Pondering Honey Fungus


What is the largest organism on Earth? Simple enough question, take a shot at the answer – giant sequoia, blue whale – not even close. Ponder a 5.5 kilometer across honey fungus in Oregon, our largest terrestrial organism.

Image via Factorialist.

https://www.theatlantic.com/science/archive/2017/10/humongous-fungus-genome/544265/

Fungus inhabit the kingdom of Fungi. Neither plant or animal, science suspects member species of the fungal realm number in millions. Of 120,000 identified species –  300 are detrimental to humans, 8,000 attack plants, many more target animals. Before dismissing fungus as mushroom soup or nasty toenails, ponder a parasitic community boasting the largest organism on Earth.

Science defines individual life forms as organisms comprised of genetically identical cells, able to communicate and share a common purpose. Weighing an estimated 600 tons, Oregon’s behemoth Honey Fungus passes the single organism test with flying colours. Don’t go looking for a giant mushroom, most of this fungal monstrosity lurks below ground. A parasitic giant, entwined underground in colonized tendrils intent on dissolving roots of conifer forests above.

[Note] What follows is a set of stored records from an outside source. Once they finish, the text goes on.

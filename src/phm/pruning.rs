use super::cooccurrence::CooccurrenceTable;
use super::database::Item;
use super::utility_list::UtilityList;

/// Which optional pruning strategies the search applies. Each one is
/// independent of the others.
#[derive(Debug, Clone, Copy, PartialEq, Eq)]
pub struct PruningStrategies {
    /// Abandon a utility-list join as soon as the extension can no longer
    /// reach the utility or support threshold.
    pub la_prune: bool,
    /// Skip extensions whose pair TWU in the EUCS is below the threshold.
    pub eucp: bool,
    /// Skip extensions whose pair support in the ESCS is below gamma.
    pub escp: bool,
}

impl PruningStrategies {
    pub const fn all() -> Self {
        Self {
            la_prune: true,
            eucp: true,
            escp: true,
        }
    }

    pub const fn none() -> Self {
        Self {
            la_prune: false,
            eucp: false,
            escp: false,
        }
    }
}

impl Default for PruningStrategies {
    fn default() -> Self {
        Self::all()
    }
}

/// A pair that never co-occurs has no entry and is always pruned.
pub fn eucp_prunes(eucs: &CooccurrenceTable, x: Item, y: Item, min_utility: u64) -> bool {
    eucs.get(x, y).map_or(true, |twu| twu < min_utility)
}

pub fn escp_prunes(escs: &CooccurrenceTable, x: Item, y: Item, support_threshold: f64) -> bool {
    escs.get(x, y)
        .map_or(true, |support| (support as f64) < support_threshold)
}

/// No extension of `list` can reach `min_utility` once its utility plus
/// remaining utility falls short of it.
pub fn remaining_utility_prunes(list: &UtilityList, min_utility: u64) -> bool {
    list.utility_upper_bound() < min_utility
}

http://factorialist.com/fungus-tree-eating-machine/

http://earthsky.org/earth/largest-land-organism-honey-fungus

Fungi don’t photosynthesize, sustenance comes from absorbing nutrients dissolved by secretion of digestive enzymes. Science can’t say if it took two or eight thousand years for the world’s largest organism to occupy 2,384 acres, roughly the area of 1,665 football fields. It can say the largest individual organism on Earth is a fungal parasite named Honey. A mysterious, organic matter dissolving monster capable of sucking life from all it touches. Fungi freak me out.